Ibuprofen EG est destiné à l’utilisation chez les enfants pesant au moins 8 kg (âgés de 6 mois), les adolescents et les adultes.
Posologie:
8 kg – 9 kg (enfants de 6 à 11 mois) 50 mg d’ibuprofène (soit 1,25 ml) 200 mg d’ibuprofène (soit 5 ml)
10 kg – 15 kg (enfants de 1 à 3 ans) 100 mg d’ibuprofène (soit 2,5 ml) 300 mg d’ibuprofène (soit 7,5 ml)
16 kg – 19 kg (enfants de 4 à 5 ans) 150 mg d’ibuprofène (soit 3,75 ml) 450 mg d’ibuprofène (soit 11,25 ml)
20 kg – 29 kg (enfants de 6 à 9 ans) 200 mg d’ibuprofène (soit 5 ml) 600 mg d’ibuprofène (soit 15 ml)
30 kg – 39 kg (enfants de 10 à 11 ans) 200 mg d’ibuprofène (soit 5 ml) 800 mg d’ibuprofène (soit 20 ml)
≥ 40 kg (adultes et adolescents de 12 ans et plus) 200 – 400 mg d’ibuprofène (soit 5 à 10 ml 1200 mg d’ibuprofène (soit 30 ml)
Précautions:
Sécurité gastro-intestinale Éviter l’utilisation concomitante d’ibuprofen avec des AINS, y compris des inhibiteurs sélectifs de la cyclo-oxygénase-2.
Hémorragie, ulcération et perforation gastro-intestinale: Avec tous les AINS, on a rapporté la survenue d’une hémorragie, d’une ulcération ou d’une perforation gastro-intestinale pouvant s’avérer fatale et pouvant survenir à tout moment du traitement, avec ou sans symptômes précurseurs ou antécédents d’affections gastro-intestinales sévères.
Effets cardiovasculaires et vasculaires cérébraux La prudence est de rigueur (à discuter avec le médecin ou le pharmacien) avant de débuter le traitement chez les patients ayant des antécédents d’hypertension et/ou d’insuffisance cardiaque, car une rétention de liquide, une hypertension et un œdème ont été rapportés en association avec un traitement par AINS.

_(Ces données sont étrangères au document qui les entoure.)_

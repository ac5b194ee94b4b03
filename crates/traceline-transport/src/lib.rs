// Copyright 2025-Present Traceline, Inc. https://traceline.dev/
// SPDX-License-Identifier: Apache-2.0

//! Transport half of the traceline agent: batching, session-token
//! lifecycle, HTTP reporting, self-metrics, and the supervised worker
//! subprocess with its framed IPC socket.

pub mod api;
pub mod batch;
pub mod collector;
pub mod embedded;
pub mod error;
pub mod metrics;
pub mod proto;
pub mod sample;
pub mod server;
pub mod session;
pub mod standalone;

pub use batch::Batch;
pub use collector::{Collector, CollectorMeters};
pub use embedded::{build_sink, Embedded};
pub use error::TransportError;
pub use metrics::{MetricsRegistry, MetricsReporter};
pub use proto::{Hello, InternalError, Message};
pub use sample::UniformSample;
pub use server::Server;
pub use session::{AuthState, SessionToken};
pub use standalone::Standalone;
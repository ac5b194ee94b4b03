// Copyright 2025-Present Traceline, Inc. https://traceline.dev/
// SPDX-License-Identifier: Apache-2.0

//! IPC wire protocol between the host process and the worker.
//!
//! Every message is `[4-byte LE message-type id][4-byte LE body length]
//! [body]`. Bodies are JSON. The reader reassembles complete frames from a
//! rolling buffer, so partial writes and coalesced reads are both fine.

use serde::{Deserialize, Serialize};
use tokio_util::bytes::{BufMut, BytesMut};
use tokio_util::codec::{Decoder, Encoder};

use traceline_core::TraceEnvelope;

use crate::error::TransportError;

pub const FRAME_HEADER_LEN: usize = 8;

/// Guard against a corrupt length prefix pinning the buffer.
const MAX_BODY_LEN: u32 = 16 * 1024 * 1024;

const MSG_HELLO: u32 = 1;
const MSG_TRACE: u32 = 2;
const MSG_ERROR: u32 = 3;

/// Handshake: sent by every client right after connecting. The relaunch
/// command is what the worker execs when a newer peer shows up.
#[derive(Debug, Clone, PartialEq, Eq, Serialize, Deserialize)]
pub struct Hello {
    pub version: String,
    pub relaunch_command: Vec<String>,
}

impl Hello {
    /// Segment-wise numeric version comparison; a malformed segment
    /// compares as zero.
    pub fn newer_than(&self, version: &str) -> bool {
        let parse = |v: &str| -> Vec<u64> {
            v.split('.')
                .map(|seg| seg.parse::<u64>().unwrap_or(0))
                .collect()
        };
        parse(&self.version) > parse(version)
    }
}

/// Agent-internal failure surfaced to the worker as an event, never as an
/// exception on the host path.
#[derive(Debug, Clone, PartialEq, Eq, Serialize, Deserialize)]
pub struct InternalError {
    pub reason: String,
    pub details: Option<String>,
}

#[derive(Debug, Clone, PartialEq, Serialize, Deserialize)]
pub enum Message {
    Hello(Hello),
    Trace(TraceEnvelope),
    InternalError(InternalError),
}

impl Message {
    fn type_id(&self) -> u32 {
        match self {
            Message::Hello(_) => MSG_HELLO,
            Message::Trace(_) => MSG_TRACE,
            Message::InternalError(_) => MSG_ERROR,
        }
    }

    fn encode_body(&self) -> Result<Vec<u8>, TransportError> {
        let result = match self {
            Message::Hello(hello) => serde_json::to_vec(hello),
            Message::Trace(envelope) => serde_json::to_vec(envelope),
            Message::InternalError(error) => serde_json::to_vec(error),
        };
        result.map_err(|e| TransportError::Proto(e.to_string()))
    }

    fn decode_body(type_id: u32, body: &[u8]) -> Result<Message, TransportError> {
        let parsed = match type_id {
            MSG_HELLO => serde_json::from_slice(body).map(Message::Hello),
            MSG_TRACE => serde_json::from_slice(body).map(Message::Trace),
            MSG_ERROR => serde_json::from_slice(body).map(Message::InternalError),
            other => return Err(TransportError::UnknownMessage(other)),
        };
        parsed.map_err(|e| TransportError::Proto(e.to_string()))
    }
}

/// Encode one message as a complete frame.
pub fn encode_frame(msg: &Message) -> Result<Vec<u8>, TransportError> {
    let body = msg.encode_body()?;
    let mut frame = Vec::with_capacity(FRAME_HEADER_LEN + body.len());
    frame.extend_from_slice(&msg.type_id().to_le_bytes());
    frame.extend_from_slice(&(body.len() as u32).to_le_bytes());
    frame.extend_from_slice(&body);
    Ok(frame)
}

/// Rolling reassembly buffer for the synchronous reader side.
#[derive(Debug, Default)]
pub struct FrameBuffer {
    buf: Vec<u8>,
}

impl FrameBuffer {
    pub fn new() -> FrameBuffer {
        FrameBuffer::default()
    }

    pub fn extend(&mut self, bytes: &[u8]) {
        self.buf.extend_from_slice(bytes);
    }

    /// Pop the next complete message, if a full frame has arrived.
    pub fn next_message(&mut self) -> Result<Option<Message>, TransportError> {
        if self.buf.len() < FRAME_HEADER_LEN {
            return Ok(None);
        }

        let type_id = u32::from_le_bytes([self.buf[0], self.buf[1], self.buf[2], self.buf[3]]);
        let body_len = u32::from_le_bytes([self.buf[4], self.buf[5], self.buf[6], self.buf[7]]);
        if body_len > MAX_BODY_LEN {
            return Err(TransportError::Proto(format!(
                "frame body of {body_len} bytes exceeds limit"
            )));
        }

        let total = FRAME_HEADER_LEN + body_len as usize;
        if self.buf.len() < total {
            return Ok(None);
        }

        let msg = Message::decode_body(type_id, &self.buf[FRAME_HEADER_LEN..total])?;
        self.buf.drain(..total);
        Ok(Some(msg))
    }
}

/// tokio-util codec over the same frame format, for the worker's async
/// reader tasks.
#[derive(Debug, Default)]
pub struct IpcCodec;

impl Decoder for IpcCodec {
    type Item = Message;
    type Error = TransportError;

    fn decode(&mut self, src: &mut BytesMut) -> Result<Option<Message>, TransportError> {
        if src.len() < FRAME_HEADER_LEN {
            return Ok(None);
        }

        let type_id = u32::from_le_bytes([src[0], src[1], src[2], src[3]]);
        let body_len = u32::from_le_bytes([src[4], src[5], src[6], src[7]]);
        if body_len > MAX_BODY_LEN {
            return Err(TransportError::Proto(format!(
                "frame body of {body_len} bytes exceeds limit"
            )));
        }

        let total = FRAME_HEADER_LEN + body_len as usize;
        if src.len() < total {
            src.reserve(total - src.len());
            return Ok(None);
        }

        let frame = src.split_to(total);
        Message::decode_body(type_id, &frame[FRAME_HEADER_LEN..]).map(Some)
    }
}

impl Encoder<Message> for IpcCodec {
    type Error = TransportError;

    fn encode(&mut self, msg: Message, dst: &mut BytesMut) -> Result<(), TransportError> {
        let body = msg.encode_body()?;
        dst.reserve(FRAME_HEADER_LEN + body.len());
        dst.put_u32_le(msg.type_id());
        dst.put_u32_le(body.len() as u32);
        dst.put_slice(&body);
        Ok(())
    }
}

#[cfg(test)]
mod tests {
    use super::*;
    use traceline_core::trace::Component;

    fn hello() -> Message {
        Message::Hello(Hello {
            version: "0.1.0".to_owned(),
            relaunch_command: vec!["traceline-worker".to_owned()],
        })
    }

    fn envelope() -> Message {
        Message::Trace(TraceEnvelope {
            uuid: "abc".to_owned(),
            endpoint: "Endpoint#a".to_owned(),
            segment: None,
            component: Component::Web,
            completed_at: 100,
            payload: vec![1, 2, 3],
        })
    }

    #[test]
    fn frame_round_trip() {
        let mut buffer = FrameBuffer::new();
        buffer.extend(&encode_frame(&hello()).unwrap());
        assert_eq!(buffer.next_message().unwrap(), Some(hello()));
        assert_eq!(buffer.next_message().unwrap(), None);
    }

    #[test]
    fn reassembles_across_partial_reads() {
        let frame = encode_frame(&envelope()).unwrap();
        let mut buffer = FrameBuffer::new();

        for chunk in frame.chunks(3) {
            buffer.extend(chunk);
        }
        assert_eq!(buffer.next_message().unwrap(), Some(envelope()));
    }

    #[test]
    fn drains_multiple_frames_greedily() {
        let mut bytes = encode_frame(&hello()).unwrap();
        bytes.extend(encode_frame(&envelope()).unwrap());

        let mut buffer = FrameBuffer::new();
        buffer.extend(&bytes);
        assert_eq!(buffer.next_message().unwrap(), Some(hello()));
        assert_eq!(buffer.next_message().unwrap(), Some(envelope()));
        assert_eq!(buffer.next_message().unwrap(), None);
    }

    #[test]
    fn unknown_message_id_is_a_protocol_error() {
        let mut frame = encode_frame(&hello()).unwrap();
        frame[0] = 0xFF;
        let mut buffer = FrameBuffer::new();
        buffer.extend(&frame);
        assert!(matches!(
            buffer.next_message(),
            Err(TransportError::UnknownMessage(_))
        ));
    }

    #[test]
    fn oversize_length_prefix_is_rejected() {
        let mut buffer = FrameBuffer::new();
        let mut header = Vec::new();
        header.extend_from_slice(&MSG_HELLO.to_le_bytes());
        header.extend_from_slice(&u32::MAX.to_le_bytes());
        buffer.extend(&header);
        assert!(matches!(
            buffer.next_message(),
            Err(TransportError::Proto(_))
        ));
    }

    #[test]
    fn codec_matches_the_sync_framing() {
        let mut codec = IpcCodec;
        let mut bytes = BytesMut::new();
        codec.encode(envelope(), &mut bytes).unwrap();

        // The async codec must accept frames produced by the sync path.
        assert_eq!(&bytes[..], &encode_frame(&envelope()).unwrap()[..]);

        let decoded = codec.decode(&mut bytes).unwrap();
        assert_eq!(decoded, Some(envelope()));
        assert!(bytes.is_empty());
    }

    #[test]
    fn codec_waits_for_a_full_frame() {
        let mut codec = IpcCodec;
        let frame = encode_frame(&hello()).unwrap();
        let mut bytes = BytesMut::from(&frame[..frame.len() - 1]);
        assert_eq!(codec.decode(&mut bytes).unwrap(), None);
        bytes.extend_from_slice(&frame[frame.len() - 1..]);
        assert_eq!(codec.decode(&mut bytes).unwrap(), Some(hello()));
    }

    #[test]
    fn version_comparison_is_numeric() {
        let hello = Hello {
            version: "0.10.0".to_owned(),
            relaunch_command: vec![],
        };
        assert!(hello.newer_than("0.9.9"));
        assert!(!hello.newer_than("0.10.0"));
        assert!(!hello.newer_than("1.0.0"));
    }
}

Réactions cutanées graves Des réactions cutanées graves, certaines mortelles, y compris la dermatite exfoliatrice, le syndrome de Stevens-Johnson et la nécrolyse épidermique toxique, ont été rarement rapportées en association avec l’utilisation d’AINS (voir rubrique 4.8). L’incidence de ces effets indésirables semble plus importante en début de traitement, le délai d’apparition se situant dans la majorité des cas dans le premier mois de traitement. Des cas de pustulose exanthématique aiguë généralisée (PEAG) ont été rapportés en lien avec des médicaments contenant de l’ibuprofène. L’ibuprofène devrait être arrêté dès la première apparition de signes et symptômes de réactions cutanées graves telles que des éruptions cutanées, lésions des muqueuses, ou de tout autre signe d’hypersensibilité. Exceptionnellement, une varicelle peut être la cause de complications infectieuses sévères au niveau de la peau et des tissus mous. A ce jour, il est impossible d’exclure le rôle joué par les AINS dans l’aggravation de ces infections. Il est donc conseillé d’éviter l’utilisation d’ibuprofen en cas de varicelle.